The computer printout was over two hundred pages of data. The cover sheet plotted a rough-looking bell curve of speed solutions, and below it was the noise prediction curve. The case-by-case solutions were printed individually on the remaining sheets. The curves were predictably messy. The speed curve showed the majority of solutions in the ten-to twelve-knot range, the total range going from seven to eighteen knots. The noise curve was surprisingly low.
“Sergeant, that’s one hell of a machine you have here.”
“Believe it, sir. And reliable. We haven’t had an electronic fault all month.”
“Can I use a phone?”
“Sure, take your pick, sir.”
“Okay, Sarge.” Tyler picked up the nearest phone. “Oh, and dump the program.”
“Okay.” He typed in some instructions. “MORAY is…gone. Hope you kept a copy, sir.”
Tyler nodded and dialed the phone.
“OP-02A, Captain Coleman.”
“Johnnie, this is Skip.”
“Great! Hey, the old man wants to see you. Come right up.”
Tyler placed the printout in his briefcase and locked it. He thanked the sergeant one more time before hobbling out the door, giving the Cray-2 one last look. He’d have to get in here again.
He could not find an operating elevator and had to struggle up a gently sloped ramp. Five minutes later he found a marine guarding the corridor.
“You Commander Tyler, sir?” the guard asked. “Can I see some ID, please?”
Tyler showed the corporal his Pentagon pass, wondering how many one-legged former submarine officers there might be.

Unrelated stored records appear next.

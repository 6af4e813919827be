//! Numerical methods for the equations of motion
//!
//! Concrete implementations of the [`Solver`](crate::solver::Solver) trait.
//!
//! # Available Methods
//!
//! - **[`RK4Solver`]**: classical fourth-order Runge-Kutta with sub-steps
//!   bounded by `max_step`
//!   - Cost: 4 function evaluations per sub-step
//!   - Use: dense, evenly sampled grids of many particles (heat maps)
//!
//! - **[`DormandPrinceSolver`]**: embedded 5(4) pair with error control
//!   - Cost: 6 function evaluations per attempted step (FSAL)
//!   - Use: long smooth trajectories, tolerance-driven accuracy
//!
//! Both record the initial state as the first sample, hit every sample time
//! exactly and fail hard on a non-finite state.
//!
//! # Performance Considerations
//!
//! The force law itself switches to rayon (feature `parallel`) for batches
//! above [`parallel_threshold()`](crate::solver::parallel_threshold). One
//! batched call over a whole grid is far cheaper than one call per particle.

mod dopri;
mod rk4;

// Re-exports for convenience
pub use dopri::DormandPrinceSolver;
pub use rk4::RK4Solver;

“Thank you, Commander. Please go down the corridor. You know the room, sir?”
“Sure. Thanks, Corporal.”
Vice Admiral Dodge was sitting on the corner of a desk reading over some message flimsies. Dodge was a small, combative man who’d made his mark commanding three separate boats, then pushing the Los Angeles-class attack submarines through their lengthy development program. Now he was “Grand Dolphin,” the senior admiral who fought all the battles with Congress.